Exercise goal -
Every line with the string "impl" should be copied from the data.

Data extracts -
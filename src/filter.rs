//! Decides whether a response should be compressed at all.

use crate::error::ConfigError;
use http::{HeaderMap, StatusCode, header, response::Parts};
use mime::Mime;

/// Polarity of a [`ContentTypeFilter`].
#[derive(Debug, Clone, Copy, Default, PartialEq, Eq)]
pub enum FilterMode {
    /// Only listed content types are compressed.
    #[default]
    Allow,
    /// Listed content types are never compressed.
    Deny,
}

/// A list of media type patterns such as `text/html`, `text/*` or
/// `application/json; charset=utf-8`.
///
/// A pattern matches when its type and subtype match (`*` matches anything)
/// and every parameter it names has the same value on the response.
#[derive(Debug, Clone)]
pub struct ContentTypeFilter {
    patterns: Vec<Mime>,
    mode: FilterMode,
}

impl ContentTypeFilter {
    /// Parses `patterns`; fails on the first one that is not a media type.
    pub fn new<I, S>(patterns: I, mode: FilterMode) -> Result<Self, ConfigError>
    where
        I: IntoIterator<Item = S>,
        S: AsRef<str>,
    {
        let patterns = patterns
            .into_iter()
            .map(|p| {
                let pattern = p.as_ref().trim();
                pattern
                    .parse::<Mime>()
                    .map_err(|source| ConfigError::InvalidContentType {
                        pattern: pattern.to_owned(),
                        source,
                    })
            })
            .collect::<Result<Vec<_>, _>>()?;
        Ok(Self { patterns, mode })
    }

    /// The filter polarity.
    pub fn mode(&self) -> FilterMode {
        self.mode
    }

    /// Returns `true` if a response with this `Content-Type` may be compressed.
    ///
    /// An unparseable content type never matches a pattern.
    pub fn allows(&self, content_type: &str) -> bool {
        let listed = content_type
            .parse::<Mime>()
            .is_ok_and(|ct| self.patterns.iter().any(|p| matches(p, &ct)));
        match self.mode {
            FilterMode::Allow => listed,
            FilterMode::Deny => !listed,
        }
    }
}

fn matches(pattern: &Mime, ct: &Mime) -> bool {
    let type_ok = pattern.type_() == mime::STAR || pattern.type_() == ct.type_();
    let subtype_ok = pattern.subtype() == mime::STAR || pattern.subtype() == ct.subtype();
    type_ok
        && subtype_ok
        && pattern.params().all(|(name, value)| {
            ct.get_param(name.as_str())
                .is_some_and(|v| v.as_str().eq_ignore_ascii_case(value.as_str()))
        })
}

/// Settings the filter evaluates a response against.
#[derive(Debug, Clone, Default)]
pub(crate) struct Rules {
    pub(crate) min_size: usize,
    pub(crate) content_types: Option<ContentTypeFilter>,
}

/// Why a response is served uncompressed.
#[derive(Debug, Clone, Copy, PartialEq, Eq)]
pub(crate) enum SkipReason {
    /// The handler chose a `Content-Encoding` itself.
    AlreadyEncoded,
    /// A partial (`Content-Range`) response.
    Range,
    /// The response cannot carry a body.
    NoBody,
    /// Fewer than `min_size` bytes.
    TooSmall,
    /// Rejected by the content-type filter.
    ContentType,
    /// The client accepts none of the registered codings.
    NotNegotiated,
    /// The handler's body failed before the decision was made.
    BodyError,
}

/// Outcome of one evaluation.
#[derive(Debug, Clone, Copy, PartialEq, Eq)]
pub(crate) enum Verdict {
    Compress,
    Skip(SkipReason),
    /// Not enough bytes observed yet.
    Wait,
}

#[derive(Debug, Clone, Copy, PartialEq, Eq)]
pub(crate) struct Evaluation {
    pub(crate) verdict: Verdict,
    /// Content type inferred from the body, to be set on the response.
    pub(crate) sniffed: Option<&'static str>,
}

impl From<Verdict> for Evaluation {
    fn from(verdict: Verdict) -> Self {
        Self {
            verdict,
            sniffed: None,
        }
    }
}

/// Evaluates the response against `rules` given what has been buffered so far.
///
/// Called again every time more bytes arrive; `end_of_stream` is set once the
/// handler has produced its whole body.
pub(crate) fn evaluate(
    rules: &Rules,
    head: &Parts,
    is_head_request: bool,
    buffered: &[u8],
    end_of_stream: bool,
) -> Evaluation {
    let headers = &head.headers;

    if headers.contains_key(header::CONTENT_ENCODING) {
        return Verdict::Skip(SkipReason::AlreadyEncoded).into();
    }
    if headers.contains_key(header::CONTENT_RANGE) {
        return Verdict::Skip(SkipReason::Range).into();
    }
    if is_head_request || !status_has_body(head.status) {
        return Verdict::Skip(SkipReason::NoBody).into();
    }

    let declared = declared_length(headers);
    if declared.is_some_and(|len| len < rules.min_size) {
        return Verdict::Skip(SkipReason::TooSmall).into();
    }

    let content_type = headers
        .get(header::CONTENT_TYPE)
        .and_then(|v| v.to_str().ok());
    if content_type.is_some_and(is_grpc) {
        return Verdict::Skip(SkipReason::ContentType).into();
    }
    if let (Some(filter), Some(ct)) = (&rules.content_types, content_type) {
        if !filter.allows(ct) {
            return Verdict::Skip(SkipReason::ContentType).into();
        }
    }

    if buffered.len() < rules.min_size {
        if end_of_stream {
            return Verdict::Skip(SkipReason::TooSmall).into();
        }
        // a declared length is a hint that lets the decision happen early
        if declared.is_none() || buffered.is_empty() {
            return Verdict::Wait.into();
        }
    }

    let mut sniffed = None;
    if let (Some(filter), None) = (&rules.content_types, content_type) {
        if buffered.is_empty() && !end_of_stream {
            return Verdict::Wait.into();
        }
        let ct = sniff(buffered);
        sniffed = Some(ct);
        if !filter.allows(ct) {
            return Evaluation {
                verdict: Verdict::Skip(SkipReason::ContentType),
                sniffed,
            };
        }
    }

    Evaluation {
        verdict: Verdict::Compress,
        sniffed,
    }
}

/// gRPC frames its own messages; only grpc-web is safe to compress.
fn is_grpc(content_type: &str) -> bool {
    let has_prefix = |prefix: &str| {
        content_type
            .get(..prefix.len())
            .is_some_and(|head| head.eq_ignore_ascii_case(prefix))
    };
    has_prefix("application/grpc") && !has_prefix("application/grpc-web")
}

fn status_has_body(status: StatusCode) -> bool {
    !(status.is_informational()
        || status == StatusCode::NO_CONTENT
        || status == StatusCode::NOT_MODIFIED)
}

fn declared_length(headers: &HeaderMap) -> Option<usize> {
    headers
        .get(header::CONTENT_LENGTH)
        .and_then(|v| v.to_str().ok())
        .and_then(|v| v.trim().parse::<usize>().ok())
}

const SNIFF_LEN: usize = 512;

const HTML_TAGS: &[&[u8]] = &[
    b"<!DOCTYPE HTML",
    b"<HTML",
    b"<HEAD",
    b"<SCRIPT",
    b"<IFRAME",
    b"<H1",
    b"<DIV",
    b"<FONT",
    b"<TABLE",
    b"<A",
    b"<STYLE",
    b"<TITLE",
    b"<B",
    b"<BODY",
    b"<BR",
    b"<P",
    b"<!--",
];

const SIGNATURES: &[(&[u8], &str)] = &[
    (b"\xFE\xFF", "text/plain; charset=utf-16be"),
    (b"\xFF\xFE", "text/plain; charset=utf-16le"),
    (b"\xEF\xBB\xBF", "text/plain; charset=utf-8"),
    (b"%PDF-", "application/pdf"),
    (b"%!PS-Adobe-", "application/postscript"),
    (b"GIF87a", "image/gif"),
    (b"GIF89a", "image/gif"),
    (b"\x89PNG\r\n\x1A\n", "image/png"),
    (b"\xFF\xD8\xFF", "image/jpeg"),
    (b"BM", "image/bmp"),
    (b"wOFF", "font/woff"),
    (b"wOF2", "font/woff2"),
    (b"\x1F\x8B\x08", "application/x-gzip"),
    (b"PK\x03\x04", "application/zip"),
    (b"Rar!\x1A\x07\x00", "application/x-rar-compressed"),
    (b"\x00asm", "application/wasm"),
];

/// Infers a content type from the first bytes of a body, following the
/// WHATWG MIME sniffing rules for the common cases.
pub(crate) fn sniff(data: &[u8]) -> &'static str {
    let data = &data[..data.len().min(SNIFF_LEN)];

    let text = data.trim_ascii_start();
    for tag in HTML_TAGS {
        if text.len() > tag.len()
            && text[..tag.len()].eq_ignore_ascii_case(tag)
            && matches!(text[tag.len()], b' ' | b'>')
        {
            return "text/html; charset=utf-8";
        }
    }
    if text.starts_with(b"<?xml") {
        return "text/xml; charset=utf-8";
    }

    for (signature, content_type) in SIGNATURES {
        if data.starts_with(signature) {
            return content_type;
        }
    }
    if data.len() >= 14 && data.starts_with(b"RIFF") && &data[8..14] == b"WEBPVP" {
        return "image/webp";
    }

    let binary = data
        .iter()
        .any(|&b| matches!(b, 0x00..=0x08 | 0x0B | 0x0E..=0x1A | 0x1C..=0x1F));
    if binary {
        "application/octet-stream"
    } else {
        "text/plain; charset=utf-8"
    }
}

Result for this exercise -
impl ContentTypeFilter {
impl From<Verdict> for Evaluation {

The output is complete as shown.